After finding the line with "if iteration == config.max_iterations" in the data below, set down exactly each line through the one with "step *= 0.5;", inclusive, and stop there.

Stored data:

....

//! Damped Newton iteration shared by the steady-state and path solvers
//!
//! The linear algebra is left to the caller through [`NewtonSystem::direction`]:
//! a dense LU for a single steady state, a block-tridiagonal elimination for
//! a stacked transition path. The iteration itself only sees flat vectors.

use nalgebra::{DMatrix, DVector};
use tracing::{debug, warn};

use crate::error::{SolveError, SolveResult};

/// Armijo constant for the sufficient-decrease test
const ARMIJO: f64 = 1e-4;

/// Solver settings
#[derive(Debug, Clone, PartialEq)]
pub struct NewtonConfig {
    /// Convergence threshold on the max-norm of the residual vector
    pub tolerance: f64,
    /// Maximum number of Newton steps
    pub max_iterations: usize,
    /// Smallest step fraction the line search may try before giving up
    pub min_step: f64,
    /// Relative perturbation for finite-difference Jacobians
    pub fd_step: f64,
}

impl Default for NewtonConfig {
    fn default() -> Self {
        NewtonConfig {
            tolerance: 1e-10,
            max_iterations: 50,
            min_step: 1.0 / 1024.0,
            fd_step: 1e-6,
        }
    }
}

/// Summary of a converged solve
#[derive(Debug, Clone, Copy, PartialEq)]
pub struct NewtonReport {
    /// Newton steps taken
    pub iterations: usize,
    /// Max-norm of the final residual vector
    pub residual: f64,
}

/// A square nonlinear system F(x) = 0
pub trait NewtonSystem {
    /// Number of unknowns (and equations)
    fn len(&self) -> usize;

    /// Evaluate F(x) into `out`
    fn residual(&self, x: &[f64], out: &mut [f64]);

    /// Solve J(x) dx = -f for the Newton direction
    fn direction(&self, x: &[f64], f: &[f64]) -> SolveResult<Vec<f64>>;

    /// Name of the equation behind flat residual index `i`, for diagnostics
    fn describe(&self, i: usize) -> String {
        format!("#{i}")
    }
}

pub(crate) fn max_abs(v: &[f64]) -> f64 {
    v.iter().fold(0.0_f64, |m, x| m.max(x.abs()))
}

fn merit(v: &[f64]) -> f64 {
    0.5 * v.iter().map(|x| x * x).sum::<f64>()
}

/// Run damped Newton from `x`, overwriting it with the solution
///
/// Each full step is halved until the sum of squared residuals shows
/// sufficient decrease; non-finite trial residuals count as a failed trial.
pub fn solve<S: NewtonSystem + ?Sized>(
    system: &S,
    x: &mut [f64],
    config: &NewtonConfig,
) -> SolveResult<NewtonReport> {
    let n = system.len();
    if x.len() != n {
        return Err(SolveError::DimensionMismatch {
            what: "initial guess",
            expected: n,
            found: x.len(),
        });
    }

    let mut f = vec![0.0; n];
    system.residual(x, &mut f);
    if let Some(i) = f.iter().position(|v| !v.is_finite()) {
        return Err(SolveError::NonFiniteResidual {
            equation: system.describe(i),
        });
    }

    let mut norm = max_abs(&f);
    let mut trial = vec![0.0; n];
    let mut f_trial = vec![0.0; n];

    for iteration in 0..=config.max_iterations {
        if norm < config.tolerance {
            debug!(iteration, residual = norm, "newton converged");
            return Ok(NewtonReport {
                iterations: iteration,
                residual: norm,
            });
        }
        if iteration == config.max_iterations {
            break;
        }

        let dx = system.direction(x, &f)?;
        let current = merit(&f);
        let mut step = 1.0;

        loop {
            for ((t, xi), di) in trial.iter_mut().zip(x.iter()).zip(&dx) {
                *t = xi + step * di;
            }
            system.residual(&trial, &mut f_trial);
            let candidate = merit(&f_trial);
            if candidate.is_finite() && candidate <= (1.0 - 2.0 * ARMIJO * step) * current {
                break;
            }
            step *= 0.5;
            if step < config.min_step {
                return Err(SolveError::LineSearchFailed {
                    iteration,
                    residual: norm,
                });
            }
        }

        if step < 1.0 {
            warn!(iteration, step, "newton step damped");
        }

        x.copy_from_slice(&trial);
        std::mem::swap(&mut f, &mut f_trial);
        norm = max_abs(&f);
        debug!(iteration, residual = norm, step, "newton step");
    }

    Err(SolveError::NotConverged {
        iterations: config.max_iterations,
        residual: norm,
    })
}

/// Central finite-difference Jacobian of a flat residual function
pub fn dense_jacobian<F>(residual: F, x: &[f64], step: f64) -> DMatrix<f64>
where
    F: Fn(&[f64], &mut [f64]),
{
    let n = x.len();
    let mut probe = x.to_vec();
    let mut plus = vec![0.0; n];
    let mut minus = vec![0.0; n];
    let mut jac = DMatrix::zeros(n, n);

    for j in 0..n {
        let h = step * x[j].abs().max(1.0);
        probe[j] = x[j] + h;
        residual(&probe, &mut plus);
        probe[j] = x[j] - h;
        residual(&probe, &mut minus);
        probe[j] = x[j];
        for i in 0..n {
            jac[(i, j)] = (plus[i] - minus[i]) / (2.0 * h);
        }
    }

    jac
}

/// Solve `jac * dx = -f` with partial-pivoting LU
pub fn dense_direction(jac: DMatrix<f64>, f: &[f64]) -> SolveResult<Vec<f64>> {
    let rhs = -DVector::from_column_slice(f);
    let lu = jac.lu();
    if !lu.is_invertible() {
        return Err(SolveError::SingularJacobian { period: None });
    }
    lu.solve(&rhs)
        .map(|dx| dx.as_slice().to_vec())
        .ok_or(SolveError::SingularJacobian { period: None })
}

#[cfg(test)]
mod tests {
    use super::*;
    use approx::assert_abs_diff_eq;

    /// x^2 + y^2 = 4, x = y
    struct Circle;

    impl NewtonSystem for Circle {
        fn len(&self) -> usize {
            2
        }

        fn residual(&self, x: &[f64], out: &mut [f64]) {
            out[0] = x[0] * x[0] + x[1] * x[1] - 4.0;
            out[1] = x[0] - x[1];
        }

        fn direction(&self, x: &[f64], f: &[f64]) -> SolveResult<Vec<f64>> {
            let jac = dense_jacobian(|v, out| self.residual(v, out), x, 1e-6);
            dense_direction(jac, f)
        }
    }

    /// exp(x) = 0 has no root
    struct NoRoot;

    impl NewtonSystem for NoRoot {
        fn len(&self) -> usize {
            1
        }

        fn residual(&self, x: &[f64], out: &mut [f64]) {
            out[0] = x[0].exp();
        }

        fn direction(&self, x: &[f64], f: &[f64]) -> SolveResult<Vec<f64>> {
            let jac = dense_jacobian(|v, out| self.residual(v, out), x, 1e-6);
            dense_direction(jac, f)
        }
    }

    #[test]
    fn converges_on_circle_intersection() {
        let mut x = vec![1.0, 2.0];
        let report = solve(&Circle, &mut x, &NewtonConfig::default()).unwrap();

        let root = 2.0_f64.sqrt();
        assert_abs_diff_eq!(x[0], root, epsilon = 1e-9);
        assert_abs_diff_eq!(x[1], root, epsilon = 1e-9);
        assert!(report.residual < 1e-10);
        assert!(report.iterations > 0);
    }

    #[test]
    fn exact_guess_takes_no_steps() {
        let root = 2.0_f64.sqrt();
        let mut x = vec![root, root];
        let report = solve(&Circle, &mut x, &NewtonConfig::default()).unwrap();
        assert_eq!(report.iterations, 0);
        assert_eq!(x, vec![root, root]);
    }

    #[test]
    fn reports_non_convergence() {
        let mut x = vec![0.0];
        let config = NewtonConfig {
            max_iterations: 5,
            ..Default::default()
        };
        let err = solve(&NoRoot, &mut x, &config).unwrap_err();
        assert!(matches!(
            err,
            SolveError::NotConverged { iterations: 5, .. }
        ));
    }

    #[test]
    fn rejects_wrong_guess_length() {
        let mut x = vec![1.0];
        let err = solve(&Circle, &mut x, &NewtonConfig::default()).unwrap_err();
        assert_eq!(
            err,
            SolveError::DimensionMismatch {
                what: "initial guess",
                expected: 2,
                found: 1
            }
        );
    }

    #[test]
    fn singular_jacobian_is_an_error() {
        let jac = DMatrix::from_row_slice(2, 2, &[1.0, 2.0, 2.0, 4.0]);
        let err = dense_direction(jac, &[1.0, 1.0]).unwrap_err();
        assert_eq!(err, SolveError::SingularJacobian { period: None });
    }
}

....

**RESULT**
        if iteration == config.max_iterations {
            break;
        }

        let dx = system.direction(x, &f)?;
        let current = merit(&f);
        let mut step = 1.0;

        loop {
            for ((t, xi), di) in trial.iter_mut().zip(x.iter()).zip(&dx) {
                *t = xi + step * di;
            }
            system.residual(&trial, &mut f_trial);
            let candidate = merit(&f_trial);
            if candidate.is_finite() && candidate <= (1.0 - 2.0 * ARMIJO * step) * current {
                break;
            }
            step *= 0.5;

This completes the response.